### DESCRIPTION OF THE TASK
Where does the string "Commands" occur in the records below? Copy every line that holds it.

[[ DATA PROVIDED, beginning ]]

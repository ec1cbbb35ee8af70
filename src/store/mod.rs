pub mod csv;
pub mod memory;
pub mod traits;

pub use self::csv::*;
pub use self::memory::*;
pub use self::traits::*;
use axum::{
    routing::{delete, get, post, put},
    Router,
};
use std::sync::Arc;
use tower_http::cors::CorsLayer;

use crate::api::handlers;
use crate::store::traits::ProductStore;

pub fn create_router<S: ProductStore + 'static>() -> Router<Arc<S>> {
    Router::new()
        // Health check
        .route("/health", get(handlers::health_check))
        // Product catalog
        .route("/api/products", get(handlers::list_products::<S>))
        .route("/api/product", post(handlers::create_product::<S>))
        .route("/api/product/:id", get(handlers::get_product::<S>))
        .route("/api/product/:id", put(handlers::update_product::<S>))
        .route("/api/product/:id", delete(handlers::delete_product::<S>))
        // Both spellings of the type listing are in circulation with clients.
        .route("/api/products-types", get(handlers::list_product_types::<S>))
        .route("/api/productTypes", get(handlers::list_product_types::<S>))
        .layer(CorsLayer::permissive())
}
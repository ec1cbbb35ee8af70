use std::sync::Arc;

use anyhow::Result;
use itertools::Itertools;
use parking_lot::RwLock;

use crate::model::{generate_product_id, NewProduct, Product, ProductId, ProductPatch};
use crate::store::traits::{pick_free_id, IdGen, ProductStore};

/// Product store living entirely in process memory. Contents last for the
/// process lifetime only; reads never fail.
pub struct MemoryStore {
    products: RwLock<Vec<Product>>,
    id_gen: IdGen,
}

impl MemoryStore {
    pub fn new() -> Self {
        Self::with_products(Vec::new())
    }

    /// Start from a fixed collection, e.g. seed data.
    pub fn with_products(products: Vec<Product>) -> Self {
        Self::with_id_gen(products, Arc::new(generate_product_id))
    }

    pub fn with_id_gen(products: Vec<Product>, id_gen: IdGen) -> Self {
        Self {
            products: RwLock::new(products),
            id_gen,
        }
    }
}

impl Default for MemoryStore {
    fn default() -> Self {
        Self::new()
    }
}

#[async_trait::async_trait]
impl ProductStore for MemoryStore {
    async fn list_products(&self) -> Result<Vec<Product>> {
        Ok(self.products.read().clone())
    }

    async fn get_product(&self, id: ProductId) -> Result<Option<Product>> {
        Ok(self.products.read().iter().find(|p| p.id == id).cloned())
    }

    async fn create_product(&self, new: NewProduct) -> Result<Product> {
        let mut products = self.products.write();
        let id = pick_free_id(&products, &self.id_gen)?;
        let product = Product {
            id,
            name: new.name,
            kind: new.kind,
            price: new.price,
        };
        products.push(product.clone());
        Ok(product)
    }

    async fn update_product(
        &self,
        id: ProductId,
        patch: ProductPatch,
    ) -> Result<Option<Product>> {
        let mut products = self.products.write();
        match products.iter_mut().find(|p| p.id == id) {
            Some(product) => {
                product.apply(patch);
                Ok(Some(product.clone()))
            }
            None => Ok(None),
        }
    }

    async fn delete_product(&self, id: ProductId) -> Result<bool> {
        let mut products = self.products.write();
        match products.iter().position(|p| p.id == id) {
            Some(index) => {
                products.remove(index);
                Ok(true)
            }
            None => Ok(false),
        }
    }

    async fn list_product_types(&self) -> Result<Vec<String>> {
        Ok(self
            .products
            .read()
            .iter()
            .map(|p| p.kind.clone())
            .unique()
            .collect())
    }
}
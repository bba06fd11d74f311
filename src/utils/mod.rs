//! Utilities: logging setup.
//!
//! Logs always go to stderr; in `serve` mode stdout is the MCP channel.
//!
//! Key items:
//!   derive_level (-v / -vv / -q -> level)
//!   init_logging (tracing-subscriber, RUST_LOG overrides)

pub mod logging {
    use tracing::level_filters::LevelFilter;
    use tracing_subscriber::EnvFilter;

    pub fn derive_level(verbose: u8, quiet: bool) -> LevelFilter {
        if quiet {
            return LevelFilter::ERROR;
        }
        match verbose {
            0 => LevelFilter::INFO,
            1 => LevelFilter::DEBUG,
            _ => LevelFilter::TRACE,
        }
    }

    /// Default filter: our crate at `level`, dependencies at warn (or quieter).
    pub fn default_directives(level: LevelFilter) -> String {
        let deps = level.min(LevelFilter::WARN);
        format!("{deps},{}={level}", env!("CARGO_CRATE_NAME")).to_lowercase()
    }

    pub fn init_logging(level: LevelFilter) {
        let filter = EnvFilter::try_from_default_env()
            .unwrap_or_else(|_| EnvFilter::new(default_directives(level)));
        // A second init (tests) keeps the first subscriber.
        let _ = tracing_subscriber::fmt()
            .with_writer(std::io::stderr)
            .with_env_filter(filter)
            .with_target(false)
            .try_init();
    }

}

pub use logging::{derive_level, init_logging};
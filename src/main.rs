use std::path::PathBuf;

use anyhow::{Context, Result};
use clap::{Parser, Subcommand};

mod cmd;
mod utils;

use cmd::{ExecArgs, GetArgs, ListArgs, ServeArgs};
use mcp_cliwrap::{BridgeConfig, Overrides};

/// mcp-cliwrap - expose a self-documenting CLI as MCP tools
///
/// Commands:
///   mcp-cliwrap serve                       MCP server on stdio (what an MCP client launches)
///   mcp-cliwrap list [--json]               tools discovered from `<program> --help`
///   mcp-cliwrap get  [TOOL] [--json]        one tool's parameters
///   mcp-cliwrap exec TOOL --param k=v ...   call a tool locally
///
/// Global flags / env:
///   -v / -vv               Increase verbosity (logs go to stderr)
///   -q / --quiet           Errors only
///   -p / --program         Wrapped CLI, e.g. "glab" or "docker compose" (or MCP_CLI_PROGRAM)
///   --prefix               Tool-name prefix (default: program name)
///   --config               YAML config file (or MCP_CLIWRAP_CONFIG)
///   --cache-ttl            Discovery cache lifetime in seconds (default 300)
///
/// Examples:
///   mcp-cliwrap serve
///   mcp-cliwrap -p gh list
///   mcp-cliwrap exec glab_issue --param subcommand=list --param format=json --json
///   mcp-cliwrap exec glab_raw --param args=auth,status
#[derive(Parser, Debug)]
#[command(
    name = "mcp-cliwrap",
    version,
    author,
    about = "MCP server exposing a self-documenting CLI (glab by default) as tools",
    propagate_version = true,
    disable_help_subcommand = true
)]
pub struct Cli {
    /// Increase verbosity (-v, -vv)
    #[arg(short, long, action = clap::ArgAction::Count, global = true)]
    verbose: u8,

    /// Silence all non-error logging
    #[arg(short, long, global = true)]
    quiet: bool,

    /// Wrapped CLI command line
    #[arg(short = 'p', long, env = "MCP_CLI_PROGRAM", global = true, value_name = "PROGRAM")]
    program: Option<String>,

    /// Tool-name prefix
    #[arg(long, global = true, value_name = "PREFIX")]
    prefix: Option<String>,

    /// YAML configuration file
    #[arg(long, env = "MCP_CLIWRAP_CONFIG", global = true, value_name = "FILE")]
    config: Option<PathBuf>,

    /// Discovery cache TTL in seconds
    #[arg(long = "cache-ttl", global = true, value_name = "SECS")]
    cache_ttl: Option<u64>,

    #[command(subcommand)]
    command: Commands,
}

#[derive(Subcommand, Debug)]
pub enum Commands {
    /// Run the MCP server on stdio
    Serve(ServeArgs),

    /// List the tools discovered from the wrapped CLI
    List(ListArgs),

    /// Show one tool's schema
    Get(GetArgs),

    /// Execute (invoke) a tool locally
    Exec(ExecArgs),
}

impl Cli {
    fn resolve_config(&self) -> Result<BridgeConfig> {
        let overrides = Overrides {
            program: self.program.clone().filter(|p| !p.trim().is_empty()),
            tool_prefix: self.prefix.clone(),
            cache_ttl_secs: self.cache_ttl,
        };
        BridgeConfig::resolve(self.config.as_deref(), overrides).context("Failed to load configuration")
    }
}

fn main() -> Result<()> {
    let cli = Cli::parse();

    let level = utils::derive_level(cli.verbose, cli.quiet);
    utils::init_logging(level);

    let config = cli.resolve_config()?;
    // Fail early on an unparsable program string.
    config.target()?;

    match cli.command {
        Commands::Serve(args) => cmd::execute_serve(args, &config),
        Commands::List(args) => cmd::execute_list(args, &config),
        Commands::Get(args) => cmd::execute_get(args, &config),
        Commands::Exec(args) => cmd::execute_exec(args, &config),
    }
}

#[cfg(test)]
mod tests {
    use super::*;

    #[test]
    fn global_flags_after_subcommand() {
        let cli = Cli::try_parse_from(["mcp-cliwrap", "list", "-p", "gh", "--cache-ttl", "30"]).unwrap();
        let config = cli.resolve_config().unwrap();
        assert_eq!(config.program, "gh");
        assert_eq!(config.cache_ttl_secs, 30);
        assert!(matches!(cli.command, Commands::List(_)));
    }

    #[test]
    fn exec_collects_params() {
        let cli = Cli::try_parse_from([
            "mcp-cliwrap",
            "exec",
            "glab_issue",
            "--param",
            "subcommand=list",
            "--param",
            "format=json",
        ])
        .unwrap();
        let Commands::Exec(args) = cli.command else {
            panic!("expected exec");
        };
        assert_eq!(args.tool, "glab_issue");
        assert_eq!(args.params, vec!["subcommand=list", "format=json"]);
    }

    #[test]
    fn serve_flag() {
        let cli = Cli::try_parse_from(["mcp-cliwrap", "serve", "--no-prewarm"]).unwrap();
        let Commands::Serve(args) = cli.command else {
            panic!("expected serve");
        };
        assert!(args.no_prewarm);
    }
}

[[ DATA PROVIDED, end ]]

### OUTPUT
/// Commands:
    command: Commands,
pub enum Commands {
        Commands::Serve(args) => cmd::execute_serve(args, &config),
        Commands::List(args) => cmd::execute_list(args, &config),
        Commands::Get(args) => cmd::execute_get(args, &config),
        Commands::Exec(args) => cmd::execute_exec(args, &config),
        assert!(matches!(cli.command, Commands::List(_)));
        let Commands::Exec(args) = cli.command else {
        let Commands::Serve(args) = cli.command else {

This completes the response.